For today’s in-class assignment you are going to make Clones, using the videos provided with several techniques:
- 4 or 8 pt garbage mattes
Please note that the terms Mattes, Masks, and Keys are often interchangeable. They achieve a similar effect.
- In Final Cut, Drag both left and right videos on the timeline. Place one directly above the other. Double click on the video on top on the timeline. Viewer>Motion>CropAdjust: left, right, top or bottom
- Drag the third video to the timeline. Crop.
- Drag the third video, under the table, to the timeline. Although you can crop this in, you can also use a Matte called Mask Shape.
- Effects menu > Video Filters > Matte, select Mask Shape, drag onto the clip. Double clk on the clip in the timeline.
- Click on the Filters tab. There are four options for the shape of your Mask from the Shape drop down menu: Diamond, Oval, Rectangle, and Round Rectangle. Horizontal and Vertical Scale will size the Matte. Click on the ‘Center’ button (+) then click in the Canvas window where you want your Matte to be centered.
C. 4 & 8 point Garbage Mattes
The Four and Eight Point Garbage Mattes work in an identical manner. The Eight Point Garbage Matte has four additional crop points that can be set. (For the last clone you will use the fourth video (on_top_of_table)
- Drag the 4 point Garbage Matte filter from the Effects>Video filters>Matte>4 piont Garbage Matte. Drop it on to the clip on the Timeline. Park your playhead over the clip.
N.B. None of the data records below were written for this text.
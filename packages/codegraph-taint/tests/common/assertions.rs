//! Assertion helpers over analysis reports

use codegraph_taint::features::taint_analysis::{
    Fact, NodeKind, Symbol, TaintAnalysisReport, TaintFinding, WarningKind,
};

/// Exactly one finding; returns it
pub fn single_finding(report: &TaintAnalysisReport) -> &TaintFinding {
    assert_eq!(
        report.findings.len(),
        1,
        "expected exactly one finding, got {:#?}",
        report.findings
    );
    &report.findings[0]
}

pub fn assert_no_findings(report: &TaintAnalysisReport) {
    assert!(
        report.findings.is_empty(),
        "expected no findings, got {:#?}",
        report.findings
    );
}

pub fn assert_warning(report: &TaintAnalysisReport, kind: WarningKind, method: Symbol) {
    assert!(
        report
            .warnings
            .iter()
            .any(|warning| warning.kind == kind && warning.method == Some(method)),
        "expected {:?} for {}, got {:#?}",
        kind,
        method,
        report.warnings
    );
}

/// (method, kind, fact) of every trace step
pub fn trace_shape(finding: &TaintFinding) -> Vec<(Symbol, NodeKind, Fact)> {
    finding
        .trace
        .iter()
        .map(|step| (step.node.method, step.node.kind, step.fact.clone()))
        .collect()
}
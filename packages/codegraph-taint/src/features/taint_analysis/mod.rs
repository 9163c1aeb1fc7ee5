// Interprocedural taint analysis
//
// Hexagonal Architecture:
// - domain: Facts, access paths, program points, findings, warnings
// - ports: Operation IR and the external collaborators (SymbolIndex, TaintPolicy, seeds)
// - infrastructure: ICFG, flow functions, IFDS solver, trace extraction
// - application: IFDSTaintService orchestration

pub mod application;
pub mod domain;
pub mod infrastructure;
pub mod ports;

// Re-export application layer (primary interface)
pub use application::{IFDSTaintService, ReportSummary, TaintAnalysisReport};

// Re-export domain types
pub use domain::{
    AccessPath, AnalysisWarning, BlockId, Diagnostic, DiagnosticTemplate, Fact, IcfgNode,
    NodeKind, OpPosition, Severity, SourceLocation, Symbol, TaintFact, TaintFinding, TraceStep,
    WarningKind,
};

pub use infrastructure::{
    CancellationToken, ExplodedNode, FlowFunctions, IFDSAnalysisResult, IFDSStatistics,
    InMemorySymbolIndex, MethodHandle, SinkSpec, SolveOutcome, StaticTaintPolicy,
};
pub use ports::{
    BasicBlock, BasicBlockGraph, EntryPointSeed, Invocation, Operation, OperationKind,
    SymbolIndex, TaintPolicy, Value,
};
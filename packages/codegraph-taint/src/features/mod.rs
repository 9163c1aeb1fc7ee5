//! Feature modules

/// Interprocedural IFDS taint analysis
pub mod taint_analysis;
//! Static taint policy
//!
//! Sources, sinks and sanitizers keyed either by symbol identity or by the
//! method signature string reported by the symbol index. Signature
//! catalogs can be loaded from YAML:
//!
//! ```yaml
//! version: 1
//! sources:
//!   - "System.Console.ReadLine()"
//! sinks:
//!   - signature: "System.Diagnostics.Process.Start(string)"
//!     arguments: [0]
//!     severity: Critical
//! sanitizers:
//!   - "System.Net.WebUtility.HtmlEncode(string)"
//! ```

use std::sync::Arc;

use rustc_hash::{FxHashMap, FxHashSet};
use serde::Deserialize;

use crate::config::{ConfigError, ConfigResult};
use crate::features::taint_analysis::domain::{Severity, Symbol};
use crate::features::taint_analysis::ports::{SymbolIndex, TaintPolicy};

/// Which arguments of a sink are checked, and how bad a hit is
#[derive(Debug, Clone, PartialEq, Eq)]
pub struct SinkSpec {
    /// `None` = every argument
    pub arguments: Option<Vec<usize>>,
    pub severity: Severity,
}

impl Default for SinkSpec {
    fn default() -> Self {
        Self {
            arguments: None,
            severity: Severity::High,
        }
    }
}

#[derive(Default)]
pub struct StaticTaintPolicy {
    sources: FxHashSet<Symbol>,
    sinks: FxHashMap<Symbol, SinkSpec>,
    sanitizers: FxHashSet<Symbol>,

    source_signatures: FxHashSet<String>,
    sink_signatures: FxHashMap<String, SinkSpec>,
    sanitizer_signatures: FxHashSet<String>,

    /// Resolves symbols to signatures for catalog lookups
    index: Option<Arc<dyn SymbolIndex>>,
}

impl StaticTaintPolicy {
    pub fn new() -> Self {
        Self::default()
    }

    /// Enable signature-keyed entries by resolving symbols through `index`
    pub fn with_index(mut self, index: Arc<dyn SymbolIndex>) -> Self {
        self.index = Some(index);
        self
    }

    pub fn source(mut self, method: Symbol) -> Self {
        self.sources.insert(method);
        self
    }

    /// Sink checked on every argument
    pub fn sink(mut self, method: Symbol) -> Self {
        self.sinks.insert(method, SinkSpec::default());
        self
    }

    pub fn sink_on(mut self, method: Symbol, arguments: Vec<usize>, severity: Severity) -> Self {
        self.sinks.insert(
            method,
            SinkSpec {
                arguments: Some(arguments),
                severity,
            },
        );
        self
    }

    pub fn sanitizer(mut self, method: Symbol) -> Self {
        self.sanitizers.insert(method);
        self
    }

    pub fn source_signature(mut self, signature: impl Into<String>) -> Self {
        self.source_signatures.insert(signature.into());
        self
    }

    pub fn sink_signature(mut self, signature: impl Into<String>, spec: SinkSpec) -> Self {
        self.sink_signatures.insert(signature.into(), spec);
        self
    }

    pub fn sanitizer_signature(mut self, signature: impl Into<String>) -> Self {
        self.sanitizer_signatures.insert(signature.into());
        self
    }

    /// Parse a `version: 1` signature catalog
    pub fn from_yaml_str(yaml: &str) -> ConfigResult<Self> {
        let doc: PolicyCatalogV1 = serde_yaml::from_str(yaml)?;
        match doc.version {
            None => return Err(ConfigError::MissingVersion),
            Some(1) => {}
            Some(found) => {
                return Err(ConfigError::UnsupportedVersion {
                    found,
                    supported: vec![1],
                })
            }
        }

        let mut policy = Self::new();
        policy.source_signatures.extend(doc.sources);
        policy.sanitizer_signatures.extend(doc.sanitizers);
        for sink in doc.sinks {
            if sink.signature.trim().is_empty() {
                return Err(ConfigError::Validation(
                    "sink signature must not be empty".to_string(),
                ));
            }
            policy.sink_signatures.insert(
                sink.signature,
                SinkSpec {
                    arguments: sink.arguments,
                    severity: sink.severity.unwrap_or(Severity::High),
                },
            );
        }
        Ok(policy)
    }

    fn signature_of(&self, method: Symbol) -> Option<String> {
        self.index.as_ref().and_then(|index| index.signature(method))
    }

    fn sink_spec(&self, method: Symbol) -> Option<SinkSpec> {
        if let Some(spec) = self.sinks.get(&method) {
            return Some(spec.clone());
        }
        if self.sink_signatures.is_empty() {
            return None;
        }
        self.signature_of(method)
            .and_then(|signature| self.sink_signatures.get(&signature).cloned())
    }

    fn matches(&self, method: Symbol, symbols: &FxHashSet<Symbol>, signatures: &FxHashSet<String>) -> bool {
        if symbols.contains(&method) {
            return true;
        }
        !signatures.is_empty()
            && self
                .signature_of(method)
                .is_some_and(|signature| signatures.contains(&signature))
    }
}

impl TaintPolicy for StaticTaintPolicy {
    fn is_source(&self, method: Symbol) -> bool {
        self.matches(method, &self.sources, &self.source_signatures)
    }

    fn is_sink(&self, method: Symbol) -> bool {
        self.sink_spec(method).is_some()
    }

    fn is_sanitizer(&self, method: Symbol) -> bool {
        self.matches(method, &self.sanitizers, &self.sanitizer_signatures)
    }

    fn sink_arguments(&self, sink: Symbol) -> Option<Vec<usize>> {
        self.sink_spec(sink).and_then(|spec| spec.arguments)
    }

    fn sink_severity(&self, sink: Symbol) -> Severity {
        self.sink_spec(sink)
            .map(|spec| spec.severity)
            .unwrap_or(Severity::High)
    }
}

#[derive(Debug, Deserialize)]
#[serde(deny_unknown_fields)]
struct PolicyCatalogV1 {
    version: Option<u32>,
    #[serde(default)]
    sources: Vec<String>,
    #[serde(default)]
    sinks: Vec<SinkEntry>,
    #[serde(default)]
    sanitizers: Vec<String>,
}

#[derive(Debug, Deserialize)]
#[serde(deny_unknown_fields)]
struct SinkEntry {
    signature: String,
    arguments: Option<Vec<usize>>,
    severity: Option<Severity>,
}
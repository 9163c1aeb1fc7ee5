/*
 * Taint Fact Model
 *
 * Dataflow facts of the IFDS taint problem:
 * - AccessPath: base symbol + field chain (k-limited)
 * - TaintFact:  a tainted location or a tainted pending return value
 * - Fact:       TaintFact ∪ {Zero}
 *
 * Example:
 *   Statement: y = x.a
 *   Input fact:  Path(x.a.b)
 *   Output facts: {Path(x.a.b), Path(y.b)}
 */

use serde::{Deserialize, Serialize};
use std::fmt;
use std::sync::Arc;

use super::symbol::Symbol;

/// Value reachable from `base` through a chain of field dereferences
///
/// Immutable; cloning shares the field chain.
#[derive(Debug, Clone, PartialEq, Eq, Hash, PartialOrd, Ord, Serialize, Deserialize)]
pub struct AccessPath {
    base: Symbol,
    fields: Arc<[Symbol]>,
}

impl AccessPath {
    /// Path denoting the whole of `base`
    pub fn new(base: Symbol) -> Self {
        Self {
            base,
            fields: Arc::from(Vec::<Symbol>::new()),
        }
    }

    pub fn with_fields(base: Symbol, fields: impl IntoIterator<Item = Symbol>) -> Self {
        Self {
            base,
            fields: fields.into_iter().collect::<Vec<_>>().into(),
        }
    }

    pub fn base(&self) -> Symbol {
        self.base
    }

    pub fn fields(&self) -> &[Symbol] {
        &self.fields
    }

    /// Number of field dereferences
    pub fn depth(&self) -> usize {
        self.fields.len()
    }

    /// `self.field`
    pub fn append(&self, field: Symbol) -> Self {
        Self::with_fields(self.base, self.fields.iter().copied().chain([field]))
    }

    /// Drop fields beyond `k`. The shorter path stands for everything below it.
    pub fn truncated(&self, k: usize) -> Self {
        if self.fields.len() <= k {
            return self.clone();
        }
        Self::with_fields(self.base, self.fields[..k].iter().copied())
    }

    /// Same base and `self`'s chain is a prefix of `other`'s
    pub fn is_prefix_of(&self, other: &AccessPath) -> bool {
        self.base == other.base && other.fields.starts_with(&self.fields)
    }

    /// The two paths may denote overlapping storage
    pub fn overlaps(&self, other: &AccessPath) -> bool {
        self.is_prefix_of(other) || other.is_prefix_of(self)
    }

    /// Whether a read of `self` reads `fact`: same base, or overlapping
    /// field chains when `field_sensitive`
    pub fn applies_to(&self, fact: &AccessPath, field_sensitive: bool) -> bool {
        if field_sensitive {
            self.overlaps(fact)
        } else {
            self.base == fact.base
        }
    }

    /// Move `self` from under `matched` to under `target`, keeping the suffix
    /// of `self` beyond `matched`.
    ///
    /// `x.a.b` rebased from `x.a` onto `y` is `y.b`; `x` rebased from `x.a`
    /// onto `y` is `y` (the fact covered all of `x`).
    pub fn rebase(&self, matched: &AccessPath, target: &AccessPath) -> AccessPath {
        let suffix: &[Symbol] = if matched.is_prefix_of(self) {
            &self.fields[matched.fields.len()..]
        } else {
            &[]
        };
        Self::with_fields(
            target.base,
            target.fields.iter().chain(suffix.iter()).copied(),
        )
    }
}

impl From<Symbol> for AccessPath {
    fn from(base: Symbol) -> Self {
        Self::new(base)
    }
}

impl fmt::Display for AccessPath {
    fn fmt(&self, f: &mut fmt::Formatter<'_>) -> fmt::Result {
        write!(f, "{}", self.base)?;
        for field in self.fields.iter() {
            write!(f, ".{}", field)?;
        }
        Ok(())
    }
}

/// A tainted storage location or pending return value
#[derive(Debug, Clone, PartialEq, Eq, Hash, PartialOrd, Ord, Serialize, Deserialize)]
#[serde(tag = "kind", content = "value")]
pub enum TaintFact {
    /// The location denoted by the access path holds untrusted data
    Path(AccessPath),
    /// The not-yet-assigned return value of `method` is untrusted
    ReturnOf(Symbol),
}

impl TaintFact {
    pub fn path(path: impl Into<AccessPath>) -> Self {
        TaintFact::Path(path.into())
    }

    pub fn access_path(&self) -> Option<&AccessPath> {
        match self {
            TaintFact::Path(path) => Some(path),
            TaintFact::ReturnOf(_) => None,
        }
    }
}

impl fmt::Display for TaintFact {
    fn fmt(&self, f: &mut fmt::Formatter<'_>) -> fmt::Result {
        match self {
            TaintFact::Path(path) => write!(f, "{}", path),
            TaintFact::ReturnOf(method) => write!(f, "return({})", method),
        }
    }
}

/// Dataflow fact: the zero fact or a taint fact
///
/// `Zero` is the "no information" element. It holds at every reachable
/// program point so control flow is explored even where nothing is tainted.
#[derive(Debug, Clone, PartialEq, Eq, Hash, PartialOrd, Ord, Serialize, Deserialize)]
pub enum Fact {
    Zero,
    Taint(TaintFact),
}

impl Fact {
    pub fn zero() -> Self {
        Fact::Zero
    }

    pub fn is_zero(&self) -> bool {
        matches!(self, Fact::Zero)
    }

    pub fn as_taint(&self) -> Option<&TaintFact> {
        match self {
            Fact::Zero => None,
            Fact::Taint(taint) => Some(taint),
        }
    }

    pub fn access_path(&self) -> Option<&AccessPath> {
        self.as_taint().and_then(TaintFact::access_path)
    }

    /// Shorthand for `Fact::Taint(TaintFact::Path(..))`
    pub fn path(path: impl Into<AccessPath>) -> Self {
        Fact::Taint(TaintFact::path(path))
    }

    pub fn return_of(method: Symbol) -> Self {
        Fact::Taint(TaintFact::ReturnOf(method))
    }
}

impl From<TaintFact> for Fact {
    fn from(taint: TaintFact) -> Self {
        Fact::Taint(taint)
    }
}

impl fmt::Display for Fact {
    fn fmt(&self, f: &mut fmt::Formatter<'_>) -> fmt::Result {
        match self {
            Fact::Zero => write!(f, "0"),
            Fact::Taint(taint) => write!(f, "{}", taint),
        }
    }
}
Double click on the clip to load into the Viewer, click on the Filters tab.
- Now you can see the clip in the Canvas on the right and you can adjust the matte using the “Corners.” Clk the + for point 1, Go the canvas, you will see a red +. With your mouse move this to wherever it should be. Clk the + for point 2, Go to the Canvas and look for the red + for point 2 and adjust, do this for all four points.